Nombrada por el lugar de nacimiento del legendario explorador Cristóbal Colón, la isla Genovesa es una joya de las islas Galápagos. Esta isla con forma de herradura también es conocida por su diversa población de aves y su silueta inconfundible. De esas características surgen los dos apodos de Genovesa: Isla de los Pájaros e Isla Torre. Y probablemente notará ambos en cuanto baje de su zodiac.

Subirá por el mismo sendero rocoso que recorrió el príncipe Felipe cuando visitó las islas Galápagos en 1965 y 1981. A medida que ascienda por los acantilados, tendrá su primer encuentro con colonias de coloridas aves marinas. Se adentrará en el fino bosque de Palo Santo, donde el camino hacia el interior es un sueño para cualquier observador de aves. Bandadas y más bandadas de aves anidando en sus hábitats naturales. Gaviotas de cola bifurcada. Piqueros de patas rojas. Piqueros de Nazca. Piqueros de patas azules. Paíños. Sinsonte de Galápagos. Palomas de Galápagos. Fragatas magníficas. Gaviotas de lava. Cangrejos violinistas. Y eso no es todo.

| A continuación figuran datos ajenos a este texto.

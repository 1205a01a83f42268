//! Built-in validation scenarios.

use vitalsim_core::components::{BasePopulation, CategoricalRisk, DiseaseModel, Mortality, RiskEffect};
use vitalsim_core::{Component, LookupSpec, ProbabilitySpec, State, Transition};
use vitalsim_env::StepSize;

use crate::demography::DemographyGenerator;
use crate::world::SimConfig;

/// Annual all-cause mortality rate used by the mortality scenario.
pub const MORTALITY_RATE: f64 = 0.05;

/// Annual infection rate of the SIS scenario.
pub const SIS_INFECTION_RATE: f64 = 2.0;

/// Base annual incidence of the risk scenario.
pub const RISK_BASE_INCIDENCE: f64 = 0.05;

/// Relative risk of the exposed category in the risk scenario.
pub const RISK_RELATIVE_RISK: f64 = 3.0;

/// Prevalence of the exposed category in the risk scenario.
pub const RISK_EXPOSED_PREVALENCE: f64 = 0.2;

/// Scenario identifiers
#[derive(Debug, Clone, Copy, PartialEq, Eq)]
pub enum ScenarioId {
    /// Everyone moves from healthy to sick in the first step
    HealthyToSick,

    /// Susceptible/infected/susceptible with a minimum infection duration
    Sis,

    /// Constant all-cause mortality
    Mortality,

    /// Relative risk with PAF deletion of the base incidence
    RiskPaf,
}

impl ScenarioId {
    /// Returns a list of all scenarios.
    pub fn all() -> Vec<ScenarioId> {
        vec![
            ScenarioId::HealthyToSick,
            ScenarioId::Sis,
            ScenarioId::Mortality,
            ScenarioId::RiskPaf,
        ]
    }

    /// Returns the scenario name.
    pub fn name(&self) -> &'static str {
        match self {
            ScenarioId::HealthyToSick => "healthy_to_sick",
            ScenarioId::Sis => "sis",
            ScenarioId::Mortality => "mortality",
            ScenarioId::RiskPaf => "risk_paf",
        }
    }

    /// Returns a description of the scenario.
    pub fn description(&self) -> &'static str {
        match self {
            ScenarioId::HealthyToSick => "certain transition: every simulant is sick after one step",
            ScenarioId::Sis => "SIS infection with a 60-day dwell time reaches an endemic mix",
            ScenarioId::Mortality => "deaths match 1 - exp(-rate * t) for a constant rate",
            ScenarioId::RiskPaf => "exposed simulants get sick more often while total incidence stays at the base rate",
        }
    }

    /// Builds the scenario's components.
    pub fn components(&self, config: &SimConfig) -> Vec<Box<dyn Component>> {
        let population: Box<dyn Component> =
            Box::new(BasePopulation::new(DemographyGenerator::new(config.demography_seed())));
        match self {
            ScenarioId::HealthyToSick => vec![population, Box::new(healthy_to_sick())],
            ScenarioId::Sis => vec![population, Box::new(sis())],
            ScenarioId::Mortality => vec![population, Box::new(Mortality::new())],
            ScenarioId::RiskPaf => vec![
                population,
                Box::new(CategoricalRisk::new(
                    "smoking",
                    vec!["exposed", "unexposed"],
                    vec![RISK_EXPOSED_PREVALENCE, 1.0 - RISK_EXPOSED_PREVALENCE],
                )),
                Box::new(incident_disease("chronic", RISK_BASE_INCIDENCE)),
                Box::new(RiskEffect::new(
                    "smoking",
                    "chronic.incidence_rate",
                    &[("exposed", RISK_RELATIVE_RISK)],
                )),
            ],
        }
    }

    /// Configuration merged over the run settings.
    pub fn overrides(&self) -> serde_yaml::Value {
        match self {
            ScenarioId::Mortality => {
                let mut mortality = serde_yaml::Mapping::new();
                mortality.insert("all_cause_rate".into(), MORTALITY_RATE.into());
                let mut root = serde_yaml::Mapping::new();
                root.insert("mortality".into(), serde_yaml::Value::Mapping(mortality));
                serde_yaml::Value::Mapping(root)
            }
            _ => serde_yaml::Value::Null,
        }
    }
}

/// A healthy/sick model where the transition always happens.
pub fn healthy_to_sick() -> DiseaseModel {
    DiseaseModel::new(
        "disease",
        vec![
            State::new("healthy").add_transition(Transition::constant("sick", 1.0)),
            State::new("sick"),
        ],
    )
}

/// Susceptible/infected/susceptible with a 60-day minimum infection.
pub fn sis() -> DiseaseModel {
    let infection = ProbabilitySpec::RateData {
        pipeline: "infection.incidence_rate".to_string(),
        data: SIS_INFECTION_RATE.into(),
        spec: LookupSpec::scalar(),
    };
    DiseaseModel::new(
        "infection",
        vec![
            State::new("susceptible").add_transition(Transition::to_state("infected", infection)),
            State::new("infected")
                .with_dwell_time(StepSize::days(60))
                .add_transition(Transition::constant("susceptible", 0.5)),
        ],
    )
    .with_prevalence("infected", 0.1)
}

/// A two-state chronic disease driven by `<name>.incidence_rate`.
pub fn incident_disease(name: &str, incidence: f64) -> DiseaseModel {
    let rate = ProbabilitySpec::RateData {
        pipeline: format!("{}.incidence_rate", name),
        data: incidence.into(),
        spec: LookupSpec::scalar(),
    };
    DiseaseModel::new(
        name,
        vec![
            State::new("susceptible").add_transition(Transition::to_state("with_condition", rate)),
            State::new("with_condition"),
        ],
    )
}

impl std::fmt::Display for ScenarioId {
    fn fmt(&self, f: &mut std::fmt::Formatter<'_>) -> std::fmt::Result {
        write!(f, "{}", self.name())
    }
}

impl std::str::FromStr for ScenarioId {
    type Err = String;

    fn from_str(s: &str) -> Result<Self, Self::Err> {
        match s.to_lowercase().as_str() {
            "healthy_to_sick" | "healthytosick" => Ok(ScenarioId::HealthyToSick),
            "sis" => Ok(ScenarioId::Sis),
            "mortality" => Ok(ScenarioId::Mortality),
            "risk_paf" | "riskpaf" | "paf" => Ok(ScenarioId::RiskPaf),
            _ => Err(format!("Unknown scenario: {}", s)),
        }
    }
}

#[cfg(test)]
mod tests {
    use super::*;

    #[test]
    fn test_names_round_trip() {
        for scenario in ScenarioId::all() {
            assert_eq!(scenario.name().parse::<ScenarioId>().unwrap(), scenario);
            assert_eq!(scenario.to_string(), scenario.name());
        }
        assert!("nope".parse::<ScenarioId>().is_err());
    }

    #[test]
    fn test_components_per_scenario() {
        let config = SimConfig::default();
        let names: Vec<String> = ScenarioId::RiskPaf.components(&config).iter().map(|c| c.name()).collect();
        assert_eq!(
            names,
            vec!["base_population", "smoking", "chronic", "smoking_on_chronic.incidence_rate"]
        );
        assert_eq!(ScenarioId::Sis.components(&config).len(), 2);
    }

    #[test]
    fn test_mortality_overrides_rate() {
        let overrides = ScenarioId::Mortality.overrides();
        assert_eq!(overrides["mortality"]["all_cause_rate"].as_f64(), Some(MORTALITY_RATE));
        assert!(ScenarioId::Sis.overrides().is_null());
    }
}
impl std::fmt::Debug for Machine {
    fn fmt(&self, f: &mut std::fmt::Formatter<'_>) -> std::fmt::Result {
        f.debug_struct("Machine")
            .field("state_column", &self.state_column)
            .field("states", &self.states.iter().map(State::name).collect::<Vec<_>>())
            .field("ready", &self.resolved.is_some())
            .finish()
    }
}
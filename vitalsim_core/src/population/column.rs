//! Typed columns, frames and series exchanged with population views.

use chrono::NaiveDateTime;
use indexmap::IndexMap;
use serde::{Deserialize, Serialize};

use super::PopulationError;

/// Storage type of a column.
#[derive(Debug, Clone, Copy, PartialEq, Eq, Serialize, Deserialize)]
pub enum DType {
    Float,
    Int,
    Bool,
    Category,
    Time,
}

/// A single cell value.
#[derive(Debug, Clone, PartialEq, Serialize, Deserialize)]
pub enum Scalar {
    Float(f64),
    Int(i64),
    Bool(bool),
    Str(String),
    Time(Option<NaiveDateTime>),
}

impl Scalar {
    /// Returns the value as a float if it is numeric.
    pub fn as_f64(&self) -> Option<f64> {
        match self {
            Scalar::Float(v) => Some(*v),
            Scalar::Int(v) => Some(*v as f64),
            _ => None,
        }
    }

    /// Renders the value as a lookup key.
    ///
    /// Integral floats render without a fractional part so that `1990.0` in
    /// a reference table matches an integer `1990` column.
    pub fn key_string(&self) -> String {
        match self {
            Scalar::Float(v) if v.fract() == 0.0 && v.is_finite() => format!("{}", *v as i64),
            Scalar::Float(v) => v.to_string(),
            Scalar::Int(v) => v.to_string(),
            Scalar::Bool(v) => v.to_string(),
            Scalar::Str(v) => v.clone(),
            Scalar::Time(Some(t)) => t.to_string(),
            Scalar::Time(None) => "NaT".to_string(),
        }
    }
}

impl From<f64> for Scalar {
    fn from(v: f64) -> Self {
        Scalar::Float(v)
    }
}

impl From<i64> for Scalar {
    fn from(v: i64) -> Self {
        Scalar::Int(v)
    }
}

impl From<i32> for Scalar {
    fn from(v: i32) -> Self {
        Scalar::Int(v as i64)
    }
}

impl From<bool> for Scalar {
    fn from(v: bool) -> Self {
        Scalar::Bool(v)
    }
}

impl From<&str> for Scalar {
    fn from(v: &str) -> Self {
        Scalar::Str(v.to_string())
    }
}

impl From<String> for Scalar {
    fn from(v: String) -> Self {
        Scalar::Str(v)
    }
}

impl From<NaiveDateTime> for Scalar {
    fn from(v: NaiveDateTime) -> Self {
        Scalar::Time(Some(v))
    }
}

/// A homogeneous column of values.
#[derive(Debug, Clone, PartialEq, Serialize, Deserialize)]
pub enum Column {
    Float(Vec<f64>),
    Int(Vec<i64>),
    Bool(Vec<bool>),
    Category(Vec<String>),
    Time(Vec<Option<NaiveDateTime>>),
}

impl Column {
    /// A column of `len` default values: NaN, 0, false, "" or no time.
    pub fn filled(dtype: DType, len: usize) -> Self {
        match dtype {
            DType::Float => Column::Float(vec![f64::NAN; len]),
            DType::Int => Column::Int(vec![0; len]),
            DType::Bool => Column::Bool(vec![false; len]),
            DType::Category => Column::Category(vec![String::new(); len]),
            DType::Time => Column::Time(vec![None; len]),
        }
    }

    /// A column repeating `value` `len` times.
    pub fn repeat(value: impl Into<Scalar>, len: usize) -> Self {
        match value.into() {
            Scalar::Float(v) => Column::Float(vec![v; len]),
            Scalar::Int(v) => Column::Int(vec![v; len]),
            Scalar::Bool(v) => Column::Bool(vec![v; len]),
            Scalar::Str(v) => Column::Category(vec![v; len]),
            Scalar::Time(v) => Column::Time(vec![v; len]),
        }
    }

    pub fn dtype(&self) -> DType {
        match self {
            Column::Float(_) => DType::Float,
            Column::Int(_) => DType::Int,
            Column::Bool(_) => DType::Bool,
            Column::Category(_) => DType::Category,
            Column::Time(_) => DType::Time,
        }
    }

    pub fn len(&self) -> usize {
        match self {
            Column::Float(v) => v.len(),
            Column::Int(v) => v.len(),
            Column::Bool(v) => v.len(),
            Column::Category(v) => v.len(),
            Column::Time(v) => v.len(),
        }
    }

    pub fn is_empty(&self) -> bool {
        self.len() == 0
    }

    /// Returns the value at `position`.
    pub fn get(&self, position: usize) -> Option<Scalar> {
        match self {
            Column::Float(v) => v.get(position).map(|x| Scalar::Float(*x)),
            Column::Int(v) => v.get(position).map(|x| Scalar::Int(*x)),
            Column::Bool(v) => v.get(position).map(|x| Scalar::Bool(*x)),
            Column::Category(v) => v.get(position).map(|x| Scalar::Str(x.clone())),
            Column::Time(v) => v.get(position).map(|x| Scalar::Time(*x)),
        }
    }

    /// Gathers the values at `positions` into a new column.
    pub fn take(&self, positions: &[usize]) -> Column {
        fn gather<T: Clone>(values: &[T], positions: &[usize]) -> Vec<T> {
            positions.iter().map(|&p| values[p].clone()).collect()
        }
        match self {
            Column::Float(v) => Column::Float(gather(v, positions)),
            Column::Int(v) => Column::Int(gather(v, positions)),
            Column::Bool(v) => Column::Bool(gather(v, positions)),
            Column::Category(v) => Column::Category(gather(v, positions)),
            Column::Time(v) => Column::Time(gather(v, positions)),
        }
    }

    /// Appends `count` default values.
    pub(crate) fn extend_default(&mut self, count: usize) {
        match self {
            Column::Float(v) => v.extend(std::iter::repeat(f64::NAN).take(count)),
            Column::Int(v) => v.extend(std::iter::repeat(0).take(count)),
            Column::Bool(v) => v.extend(std::iter::repeat(false).take(count)),
            Column::Category(v) => v.extend(std::iter::repeat(String::new()).take(count)),
            Column::Time(v) => v.extend(std::iter::repeat(None).take(count)),
        }
    }

    /// Writes `values[i]` to position `positions[i]`. Dtypes must match.
    pub(crate) fn scatter(&mut self, name: &str, positions: &[usize], values: Column) -> Result<(), PopulationError> {
        fn put<T>(target: &mut [T], positions: &[usize], values: Vec<T>) {
            for (&p, v) in positions.iter().zip(values) {
                target[p] = v;
            }
        }
        if values.len() != positions.len() {
            return Err(PopulationError::LengthMismatch {
                column: name.to_string(),
                expected: positions.len(),
                actual: values.len(),
            });
        }
        match (self, values) {
            (Column::Float(t), Column::Float(v)) => put(t, positions, v),
            (Column::Int(t), Column::Int(v)) => put(t, positions, v),
            (Column::Bool(t), Column::Bool(v)) => put(t, positions, v),
            (Column::Category(t), Column::Category(v)) => put(t, positions, v),
            (Column::Time(t), Column::Time(v)) => put(t, positions, v),
            (target, values) => {
                return Err(PopulationError::DtypeMismatch {
                    column: name.to_string(),
                    expected: target.dtype(),
                    actual: values.dtype(),
                })
            }
        }
        Ok(())
    }

    /// Converts between numeric dtypes; `None` if the conversion is lossy
    /// or meaningless.
    pub fn coerce(self, dtype: DType) -> Option<Column> {
        if self.dtype() == dtype {
            return Some(self);
        }
        match (self, dtype) {
            (Column::Int(v), DType::Float) => Some(Column::Float(v.into_iter().map(|x| x as f64).collect())),
            (Column::Bool(v), DType::Int) => Some(Column::Int(v.into_iter().map(i64::from).collect())),
            (Column::Float(v), DType::Int) if v.iter().all(|x| x.fract() == 0.0) => {
                Some(Column::Int(v.into_iter().map(|x| x as i64).collect()))
            }
            _ => None,
        }
    }

    pub fn as_floats(&self) -> Option<&[f64]> {
        match self {
            Column::Float(v) => Some(v),
            _ => None,
        }
    }

    pub fn as_ints(&self) -> Option<&[i64]> {
        match self {
            Column::Int(v) => Some(v),
            _ => None,
        }
    }

    pub fn as_bools(&self) -> Option<&[bool]> {
        match self {
            Column::Bool(v) => Some(v),
            _ => None,
        }
    }

    pub fn as_categories(&self) -> Option<&[String]> {
        match self {
            Column::Category(v) => Some(v),
            _ => None,
        }
    }

    pub fn as_times(&self) -> Option<&[Option<NaiveDateTime>]> {
        match self {
            Column::Time(v) => Some(v),
            _ => None,
        }
    }

    /// Numeric values as floats, converting integer columns.
    pub fn to_floats(&self) -> Option<Vec<f64>> {
        match self {
            Column::Float(v) => Some(v.clone()),
            Column::Int(v) => Some(v.iter().map(|x| *x as f64).collect()),
            _ => None,
        }
    }
}

/// A copy of some rows and columns of the population table.
#[derive(Debug, Clone, Default, PartialEq, Serialize, Deserialize)]
pub struct Frame {
    index: Vec<usize>,
    columns: IndexMap<String, Column>,
}

impl Frame {
    /// Creates a frame with no columns over `index`.
    pub fn new(index: Vec<usize>) -> Self {
        Self {
            index,
            columns: IndexMap::new(),
        }
    }

    pub(crate) fn from_parts(index: Vec<usize>, columns: IndexMap<String, Column>) -> Self {
        Self { index, columns }
    }

    /// Adds a column, builder style.
    pub fn with_column(mut self, name: impl Into<String>, column: Column) -> Result<Self, PopulationError> {
        self.insert(name, column)?;
        Ok(self)
    }

    /// Adds or replaces a column; its length must match the index.
    pub fn insert(&mut self, name: impl Into<String>, column: Column) -> Result<(), PopulationError> {
        let name = name.into();
        if column.len() != self.index.len() {
            return Err(PopulationError::LengthMismatch {
                column: name,
                expected: self.index.len(),
                actual: column.len(),
            });
        }
        self.columns.insert(name, column);
        Ok(())
    }

    /// Simulant ids of the rows, in row order.
    pub fn index(&self) -> &[usize] {
        &self.index
    }

    pub fn len(&self) -> usize {
        self.index.len()
    }

    pub fn is_empty(&self) -> bool {
        self.index.is_empty() || self.columns.is_empty()
    }

    pub fn column_names(&self) -> impl Iterator<Item = &str> {
        self.columns.keys().map(String::as_str)
    }

    pub fn columns(&self) -> &IndexMap<String, Column> {
        &self.columns
    }

    pub fn into_parts(self) -> (Vec<usize>, IndexMap<String, Column>) {
        (self.index, self.columns)
    }

    pub fn column(&self, name: &str) -> Result<&Column, PopulationError> {
        self.columns
            .get(name)
            .ok_or_else(|| PopulationError::MissingColumn(name.to_string()))
    }

    pub fn floats(&self, name: &str) -> Result<&[f64], PopulationError> {
        let column = self.column(name)?;
        column.as_floats().ok_or_else(|| wrong_type(name, DType::Float, column))
    }

    pub fn ints(&self, name: &str) -> Result<&[i64], PopulationError> {
        let column = self.column(name)?;
        column.as_ints().ok_or_else(|| wrong_type(name, DType::Int, column))
    }

    pub fn bools(&self, name: &str) -> Result<&[bool], PopulationError> {
        let column = self.column(name)?;
        column.as_bools().ok_or_else(|| wrong_type(name, DType::Bool, column))
    }

    pub fn categories(&self, name: &str) -> Result<&[String], PopulationError> {
        let column = self.column(name)?;
        column
            .as_categories()
            .ok_or_else(|| wrong_type(name, DType::Category, column))
    }

    pub fn times(&self, name: &str) -> Result<&[Option<NaiveDateTime>], PopulationError> {
        let column = self.column(name)?;
        column.as_times().ok_or_else(|| wrong_type(name, DType::Time, column))
    }

    /// Keeps the rows whose mask entry is true.
    pub fn filter(&self, mask: &[bool]) -> Frame {
        let positions: Vec<usize> = mask
            .iter()
            .enumerate()
            .filter(|(_, keep)| **keep)
            .map(|(pos, _)| pos)
            .collect();
        Frame {
            index: positions.iter().map(|&p| self.index[p]).collect(),
            columns: self
                .columns
                .iter()
                .map(|(name, column)| (name.clone(), column.take(&positions)))
                .collect(),
        }
    }
}

fn wrong_type(name: &str, expected: DType, column: &Column) -> PopulationError {
    PopulationError::DtypeMismatch {
        column: name.to_string(),
        expected,
        actual: column.dtype(),
    }
}

/// A single column aligned with an index, optionally named.
#[derive(Debug, Clone, PartialEq)]
pub struct Series {
    pub name: Option<String>,
    pub index: Vec<usize>,
    pub values: Column,
}

impl Series {
    pub fn new(index: Vec<usize>, values: Column) -> Self {
        Self {
            name: None,
            index,
            values,
        }
    }

    pub fn named(name: impl Into<String>, index: Vec<usize>, values: Column) -> Self {
        Self {
            name: Some(name.into()),
            index,
            values,
        }
    }
}

#[cfg(test)]
mod tests {
    use super::*;

    #[test]
    fn test_take_and_scatter() {
        let mut column = Column::Float(vec![0.0, 1.0, 2.0, 3.0]);
        assert_eq!(column.take(&[3, 1]), Column::Float(vec![3.0, 1.0]));

        column.scatter("x", &[0, 2], Column::Float(vec![10.0, 20.0])).unwrap();
        assert_eq!(column, Column::Float(vec![10.0, 1.0, 20.0, 3.0]));

        let err = column.scatter("x", &[0], Column::Int(vec![1])).unwrap_err();
        assert!(matches!(err, PopulationError::DtypeMismatch { .. }));

        let err = column.scatter("x", &[0, 1], Column::Float(vec![1.0])).unwrap_err();
        assert!(matches!(err, PopulationError::LengthMismatch { .. }));
    }

    #[test]
    fn test_coerce() {
        assert_eq!(
            Column::Int(vec![1, 2]).coerce(DType::Float),
            Some(Column::Float(vec![1.0, 2.0]))
        );
        assert_eq!(Column::Float(vec![1.5]).coerce(DType::Int), None);
        assert_eq!(Column::Category(vec!["a".into()]).coerce(DType::Float), None);
    }

    #[test]
    fn test_frame_accessors() {
        let frame = Frame::new(vec![4, 7])
            .with_column("age", Column::Float(vec![30.0, 40.0]))
            .unwrap()
            .with_column("sex", Column::Category(vec!["Male".into(), "Female".into()]))
            .unwrap();

        assert_eq!(frame.floats("age").unwrap(), &[30.0, 40.0]);
        assert!(frame.bools("age").is_err());
        assert!(matches!(
            frame.column("alive"),
            Err(PopulationError::MissingColumn(_))
        ));

        let filtered = frame.filter(&[false, true]);
        assert_eq!(filtered.index(), &[7]);
        assert_eq!(filtered.categories("sex").unwrap(), &["Female".to_string()]);
    }

    #[test]
    fn test_key_string() {
        assert_eq!(Scalar::Float(1990.0).key_string(), "1990");
        assert_eq!(Scalar::Int(1990).key_string(), "1990");
        assert_eq!(Scalar::Float(2.5).key_string(), "2.5");
        assert_eq!(Scalar::Str("Male".into()).key_string(), "Male");
    }
}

Y a medida que avance, comprenderá por qué la isla Genovesa se ganó el apodo de Isla Torre. La erupción de un volcán en escudo creó una prominencia de kilómetros de altura en el centro de la isla. La línea del horizonte, o torre, donde tuvo lugar la erupción se distingue con facilidad desde el nivel del mar. La erupción también provocó el derrumbe de la pared de una caldera volcánica. Ese derrumbe es una característica fascinante de Darwin Bay. El lugar del colapso está rodeado por acantilados escarpados, que ayudaron a crear un lago de cráter de 6.000 años de antigüedad, conocido como Lake Arcturus.

Desde aquí, un breve paseo lleva a los visitantes por la costa. Se encontrará con más aves marinas y, posiblemente, con algunos leones marinos. Y, si las condiciones son favorables, incluso hay oportunidades para hacer esnórquel y nadar. Una isla como ninguna otra, la isla Genovesa es el destino perfecto para los más precoces.

Las muchas caras de la isla Genovesa

Darwin Bay

Darwin Bay es escenario de fascinantes detalles históricos. Lleva el nombre de Charles Darwin, el científico que realizó investigaciones pioneras en las islas Galápagos. Esta distinción la ha convertido en un destino atractivo tanto para viajeros como para personalidades de todo el mundo. Entre ellos, el príncipe Felipe, que visitó la isla en 1965 y 1981. De hecho, los escalones rocosos por los que avanza al bajar de su zodiac llevan su nombre. Los escalones del príncipe Felipe lo conducen al bosque de Palo Santo, donde abunda una vegetación singular. Pero ninguna tan interesante como la famosa Brachycereus. También conocidas como cactus de lava, las plantas Brachycereus salpican el sendero principal de la isla.

El Barranco

El Barranco se encuentra en el extremo sur de Darwin Bay. Y está justo al salir del camino hacia la meseta de Tower Island. Aunque la subida puede resultar exigente, sin duda disfrutará de la recompensa. Con 210 pies de altura, la vista desde la cima es impresionante. Y le recibirán colonias de piqueros en nidificación, además de otra fauna fascinante. También es probable que vea búhos de lava de orejas cortas, pinzones, sinsontes, golondrinas de Galápagos y palomas de Galápagos. Sin embargo, tendrá que considerarse afortunado si logra ver al búho de orejas cortas. Endémicos de las Galápagos, son únicos porque cazan durante el día.